‘Mamma Mia’ has global appeal

Universal upbeat about adaptation's release

My, my, how can they resist you?

Most musicals don’t do well overseas, but Universal Pictures is ready to debunk that track record with “Mamma Mia!,” the bigscreen adaptation of the stage phenom.

For one thing, the title is presold: The stage version has grossed nearly $2 billion, having been seen by some 30 million since its debut on London’s West End nearly a decade ago.

Second, the studio carefully crafted an international lineup of thesps.
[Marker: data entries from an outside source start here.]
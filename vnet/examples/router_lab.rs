//! Two routers and three hosts with static routes. Pings across the routers and writes the
//! output to `result1.txt`.
//!
//! ```text
//! h1 --- r1 --- r2 --- h3
//!        |
//!        h2
//! ```
//!
//! Needs root: `sudo -E cargo run --example router_lab`.

use std::{fmt::Write as _, sync::Arc};

use vnet::{EngineConfig, NextHop, NodeSpec, Probe, RouteSpec, Topology, TopologySpec};

fn via(dest: &str, gateway: &str) -> RouteSpec {
    RouteSpec::new(dest.parse().unwrap(), NextHop::Via(gateway.parse().unwrap()))
}

fn main() {
    let _ = tracing_subscriber::fmt::try_init();

    // Link order fixes interface numbering: r1-eth0 to h1, r1-eth1 to r2, r1-eth2 to h2.
    let spec = TopologySpec::new()
        .node(NodeSpec::host("h1"))
        .node(NodeSpec::host("h2"))
        .node(NodeSpec::host("h3"))
        .node(NodeSpec::router("r1").forwarding(true))
        .node(NodeSpec::router("r2").forwarding(true))
        .link("h1", "r1")
        .link("r1", "r2")
        .link("r2", "h3")
        .link("r1", "h2")
        .address("h1", 0, "10.0.0.1/24".parse().unwrap())
        .address("h2", 0, "10.0.3.2/24".parse().unwrap())
        .address("h3", 0, "10.0.2.2/24".parse().unwrap())
        .address("r1", 0, "10.0.0.3/24".parse().unwrap())
        .address("r1", 1, "10.0.1.1/24".parse().unwrap())
        .address("r1", 2, "10.0.3.4/24".parse().unwrap())
        .address("r2", 0, "10.0.1.2/24".parse().unwrap())
        .address("r2", 1, "10.0.2.1/24".parse().unwrap())
        .route("h1", via("0.0.0.0/0", "10.0.0.3"))
        .route("h2", via("0.0.0.0/0", "10.0.3.4"))
        .route("h3", via("0.0.0.0/0", "10.0.2.1"))
        .route("r1", via("10.0.2.0/24", "10.0.1.2"))
        .route("r2", via("10.0.0.0/24", "10.0.1.1"))
        .route("r2", via("10.0.3.0/24", "10.0.1.1"));

    let config = EngineConfig::default().with_namespace_prefix("lab1");
    let mut topology = Topology::build(&spec, Arc::new(config.ip_backend()), config).unwrap();

    let probes = [
        Probe::ping("h1", "10.0.2.2".parse().unwrap()),
        Probe::ping("h2", "10.0.2.2".parse().unwrap()),
        Probe::ping("h3", "10.0.0.1".parse().unwrap()),
        Probe::ping("h3", "10.0.3.2".parse().unwrap()),
    ];

    let mut report = String::new();
    for result in topology.probe_all(&probes).unwrap() {
        println!("Running on {}: {}", result.source(), result.command_line());
        let target = result.target().map(|ip| ip.to_string()).unwrap_or_default();
        writeln!(report, "From {} to {target}:", result.source()).unwrap();
        report.push_str(result.stdout());
        writeln!(report, "\n{}", "-".repeat(60)).unwrap();
    }

    std::fs::write("result1.txt", report).unwrap();
    println!("Ping results written to result1.txt");

    topology.stop();
}
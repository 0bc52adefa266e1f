mod common;
mod concurrency;
mod kernel;
mod lifecycle;
mod scenarios;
When casting a musical, Stellan Skarsgard may not be the first name that pops into your head, but, like composers ABBA, he is Swedish, while the rest of the actors are American (Meryl Streep, Christine Baranski), Irish (Pierce Brosnan) and Brits (Colin Firth, Julie Walters) — and the U.K. creative team filmed it in Greece.

Greece also hosted the studio’s splashy international press junket last month, with the premieres continuing the international tone: Pic had its world bow in London June 30, followed by cast-attended events in Sweden, Australia and Greece, in advance of the July 16 New York preem. So this is clearly not a “Hollywood musical.”
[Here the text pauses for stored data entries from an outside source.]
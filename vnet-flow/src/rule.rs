use std::net::IpAddr;

use ipnet::IpNet;
use pnet::util::MacAddr;

use crate::{Error, Result};

/// A switch port number. Ports are numbered from 1.
pub type PortNo = u16;

/// Rule priority. Higher values are evaluated first.
pub type Priority = u16;

/// Priority given to rules that don't state one, matching `ovs-ofctl`.
pub const DEFAULT_PRIORITY: Priority = 32768;

/// The header fields a [`FlowMatch`] can constrain. Unset fields are wildcards.
///
/// IP prefixes are kept truncated to their network address so that two matches covering the
/// same packets compare equal.
#[derive(Debug, Clone, Copy, Default, PartialEq, Eq, Hash)]
pub struct FlowMatch {
    pub in_port: Option<PortNo>,
    pub eth_src: Option<MacAddr>,
    pub eth_dst: Option<MacAddr>,
    pub ip_src: Option<IpNet>,
    pub ip_dst: Option<IpNet>,
    pub ip_proto: Option<u8>,
}

impl FlowMatch {
    /// A match that accepts every packet.
    pub fn any() -> Self {
        Self::default()
    }

    pub fn in_port(mut self, port: PortNo) -> Self {
        self.in_port = Some(port);
        self
    }

    pub fn eth_src(mut self, mac: MacAddr) -> Self {
        self.eth_src = Some(mac);
        self
    }

    pub fn eth_dst(mut self, mac: MacAddr) -> Self {
        self.eth_dst = Some(mac);
        self
    }

    pub fn ip_src(mut self, net: IpNet) -> Self {
        self.ip_src = Some(net.trunc());
        self
    }

    pub fn ip_dst(mut self, net: IpNet) -> Self {
        self.ip_dst = Some(net.trunc());
        self
    }

    pub fn ip_proto(mut self, proto: u8) -> Self {
        self.ip_proto = Some(proto);
        self
    }

    /// Returns `true` if no field is constrained.
    pub fn is_wildcard(&self) -> bool {
        *self == Self::default()
    }

    /// Returns `true` if a packet with `fields` arriving on `ingress` satisfies every set field.
    pub fn matches(&self, ingress: PortNo, fields: &PacketFields) -> bool {
        fn field<T: PartialEq>(want: Option<T>, got: Option<T>) -> bool {
            want.map_or(true, |want| got == Some(want))
        }

        fn prefix(want: Option<IpNet>, got: Option<IpAddr>) -> bool {
            want.map_or(true, |net| got.is_some_and(|addr| net.contains(&addr)))
        }

        self.in_port.map_or(true, |port| port == ingress)
            && field(self.eth_src, fields.eth_src)
            && field(self.eth_dst, fields.eth_dst)
            && prefix(self.ip_src, fields.ip_src)
            && prefix(self.ip_dst, fields.ip_dst)
            && field(self.ip_proto, fields.ip_proto)
    }

    pub(crate) fn normalized(mut self) -> Self {
        self.ip_src = self.ip_src.map(|net| net.trunc());
        self.ip_dst = self.ip_dst.map(|net| net.trunc());
        self
    }
}

/// The header fields of a packet presented to [`FlowTable::evaluate`](crate::FlowTable::evaluate).
#[derive(Debug, Clone, Copy, Default, PartialEq, Eq)]
pub struct PacketFields {
    pub eth_src: Option<MacAddr>,
    pub eth_dst: Option<MacAddr>,
    pub ip_src: Option<IpAddr>,
    pub ip_dst: Option<IpAddr>,
    pub ip_proto: Option<u8>,
}

impl PacketFields {
    /// An Ethernet frame between two MAC addresses, without an IP header.
    pub fn ethernet(src: MacAddr, dst: MacAddr) -> Self {
        Self { eth_src: Some(src), eth_dst: Some(dst), ..Default::default() }
    }

    pub fn with_ip(mut self, src: IpAddr, dst: IpAddr, proto: u8) -> Self {
        self.ip_src = Some(src);
        self.ip_dst = Some(dst);
        self.ip_proto = Some(proto);
        self
    }
}

/// What to do with a packet that hit a rule.
#[derive(Debug, Clone, Copy, PartialEq, Eq, Hash)]
pub enum Action {
    Drop,
    /// Send out of a single port. Output to the ingress port or to an unknown port drops.
    Output(PortNo),
    /// Send out of every port except the ingress one.
    Flood,
    /// Hand the packet to the learning switch.
    Normal,
}

#[derive(Debug, Clone, Copy, PartialEq, Eq, Hash)]
pub struct FlowRule {
    pub priority: Priority,
    pub matcher: FlowMatch,
    pub action: Action,
}

impl FlowRule {
    pub fn new(priority: Priority, matcher: FlowMatch, action: Action) -> Self {
        Self { priority, matcher, action }
    }

    /// Checks the rule can be installed: priority 0 belongs to the normal path, and port 0 does
    /// not exist.
    pub fn validate(&self) -> Result<()> {
        if self.priority == 0 {
            return Err(Error::ReservedPriority);
        }

        if self.matcher.in_port == Some(0) || self.action == Action::Output(0) {
            return Err(Error::InvalidPort);
        }

        Ok(())
    }
}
“Even though we think it will do very domestically, we expect it to outperform that with international,” says Universal president of production Donna Langley, who has Abba’s disco ditty “Gimme Gimme Gimme” playing on her call-waiting service. “The show was a global phenomenon, which was one of the elements we looked at when greenlighting it.”

Even before its July 18 U.S. bow, the pic has posted strong numbers internationally, breaking the previous single-screen record in the U.K. (set by “Chicago”) with $240,000 at the Odeon Leicester Square and tying with “Asterix and Obelisk” for best opening of the year in Greece with $1.6 million.
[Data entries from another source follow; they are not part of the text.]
use std::sync::Arc;

use vnet::{
    Action, Decision, FlowMatch, FlowRule, MacAddr, MemoryBackend, NextHop, PacketFields, Probe,
    Topology, TopologyState,
};

use crate::common::{config, ip, pinging, router_lab, switch_lab};

#[test]
fn host_pings_router() {
    let _ = tracing_subscriber::fmt::try_init();

    let backend = pinging(|namespace, target| namespace == "it-h1" && target == "10.0.0.3");
    let topology = Topology::build(&router_lab(), backend.clone(), config()).unwrap();
    assert_eq!(topology.state(), TopologyState::Running);

    let results = topology.probe_all(&[Probe::ping("h1", ip("10.0.0.3"))]).unwrap();
    assert_eq!(results.len(), 1);
    assert!(results[0].success(), "{}", results[0].stdout());
    assert_eq!(results[0].source(), "h1");
    assert_eq!(results[0].target(), Some(ip("10.0.0.3")));

    let h1 = backend.namespace("it-h1").unwrap();
    assert_eq!(h1.devices["h1-eth0"].addresses, ["10.0.0.1/24".parse::<ipnet::IpNet>().unwrap()]);
    assert_eq!(h1.routes[0].gateway, Some(ip("10.0.0.3")));
    let r1 = backend.namespace("it-r1").unwrap();
    assert_eq!(r1.sysctls["net.ipv4.ip_forward"], "1");

    let network = topology.network();
    let h1 = topology.node("h1").unwrap();
    assert_eq!(
        network.resolve_route(h1, ip("192.168.1.1")).unwrap(),
        Some(NextHop::Via(ip("10.0.0.3")))
    );
}

#[test]
fn unreachable_target_is_a_failed_result() {
    let backend = pinging(|_, _| false);
    let topology = Topology::build(&router_lab(), backend, config()).unwrap();

    let result = topology.probe(&Probe::ping("h1", ip("10.0.0.9"))).unwrap();
    assert!(!result.success());
    assert_eq!(result.exit(), vnet::ExitCode::Code(1));
}

#[test]
fn switch_rule_drops_port_two() {
    let _ = tracing_subscriber::fmt::try_init();

    let backend = Arc::new(MemoryBackend::new());
    let mut topology = Topology::build(&switch_lab(), backend.clone(), config()).unwrap();
    let s1 = topology.node("s1").unwrap();
    let network = topology.network_mut();

    let samples = [
        PacketFields::default(),
        PacketFields::ethernet(MacAddr::new(2, 0, 0, 0, 0, 2), MacAddr::broadcast()),
        PacketFields::ethernet(MacAddr::new(2, 0, 0, 0, 0, 2), MacAddr::new(2, 0, 0, 0, 0, 1))
            .with_ip(ip("10.0.0.2"), ip("10.0.0.1"), 1),
    ];
    for fields in &samples {
        assert_eq!(network.evaluate(s1, 2, fields).unwrap(), Decision::Drop);
    }
    assert_eq!(
        network.evaluate(s1, 1, &PacketFields::default()).unwrap(),
        Decision::Flood(vec![2, 3])
    );

    let kernel = backend.namespace("it-s1").unwrap();
    let port2 = &kernel.devices["s1-eth2"];
    assert_eq!(port2.filters.len(), 1);
    assert_eq!(port2.filters[0].action, vnet_sim::FilterAction::Drop);
}

#[test]
fn manual_flows_after_start() {
    let backend = Arc::new(MemoryBackend::new());
    let mut topology = Topology::build(&switch_lab(), backend, config()).unwrap();
    let s1 = topology.node("s1").unwrap();
    let network = topology.network_mut();

    // h1 talks to h3 only.
    network.install_flow(s1, "priority=200,in_port=1,actions=output:3".parse().unwrap()).unwrap();
    network.install_flow(s1, "priority=200,in_port=3,actions=output:1".parse().unwrap()).unwrap();

    assert_eq!(network.evaluate(s1, 1, &PacketFields::default()).unwrap(), Decision::Output(3));
    assert_eq!(network.evaluate(s1, 3, &PacketFields::default()).unwrap(), Decision::Output(1));

    let dumped: Vec<String> =
        network.dump_flows(s1).unwrap().iter().map(|r| r.to_string()).collect();
    assert_eq!(
        dumped,
        [
            "priority=200,in_port=1,actions=output:3",
            "priority=200,in_port=3,actions=output:1",
            "priority=100,in_port=2,actions=drop",
        ]
    );

    network.clear_flows(s1).unwrap();
    assert_eq!(
        network.evaluate(s1, 2, &PacketFields::default()).unwrap(),
        Decision::Flood(vec![1, 3])
    );
}

#[test]
fn learning_through_the_normal_action() {
    let backend = Arc::new(MemoryBackend::new());
    let spec = switch_lab();
    let mut topology = Topology::build(&spec, backend, config()).unwrap();
    let s1 = topology.node("s1").unwrap();
    let network = topology.network_mut();

    let h1 = MacAddr::new(2, 0, 0, 0, 0, 1);
    let h3 = MacAddr::new(2, 0, 0, 0, 0, 3);

    network.install_flow(s1, FlowRule::new(1, FlowMatch::any(), Action::Normal)).unwrap();
    assert_eq!(
        network.evaluate(s1, 1, &PacketFields::ethernet(h1, h3)).unwrap(),
        Decision::Flood(vec![2, 3])
    );
    let (to_h1, to_h3) = (PacketFields::ethernet(h3, h1), PacketFields::ethernet(h1, h3));
    assert_eq!(network.evaluate(s1, 3, &to_h1).unwrap(), Decision::Output(1));
    assert_eq!(network.evaluate(s1, 1, &to_h3).unwrap(), Decision::Output(3));

    let table = network.node(s1).unwrap().flows().unwrap();
    assert_eq!(table.learned_port(h3), Some(3));
}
“It’s projected to be in the top five grossing films of all time in Greece already,” says Universal Pictures Intl. prexy David Kosse. “The stage show has played just about everywhere, even where musicals aren’t traditionally strong. That element, along with the combination of the Abba and universal themes, make us hope it can transcend the musical genre. It’s good to have something this feel-good when the economic news has been so dire.”

The team of helmer Phyllida Lloyd, writer Catharine Johnson and producer Judy Craymer, all from the U.K., created the 1999 London stage show and are reprising these chores on the film.

“It’s not a traditional musical in the Rodgers and Hammerstein sense,” adds producer Judy Craymer. “We ended up with the best of both worlds, with the studio keeping their distance and bringing the stage show’s main creators on board to reprise their roles. It could have gone the other way, of course.”

The Abba tunes, which have already been used in such pics as “Muriel’s Wedding” and “The Adventures of Priscilla, Queen of the Desert,” are well known around the world, which gives the film a leg up over tuners with less-known scores.

The most successful tuner overseas in recent years was Miramax’s “Chicago,” with a $170.9 million U.S. gross and a boffo $136 million international haul.

Paramount’s “Dreamgirls,” grossed $51.7 million internationally, compared to $103.4 million in the U.S. And New Line’s “Hairspray” brought in $118.9 million Stateside, compared to $81.7 million overseas.

The last U musical was the 2005 version of Mel Brooks’ “The Producers,” which grossed a disappointing $19 million in the U.S. and $18 million internationally.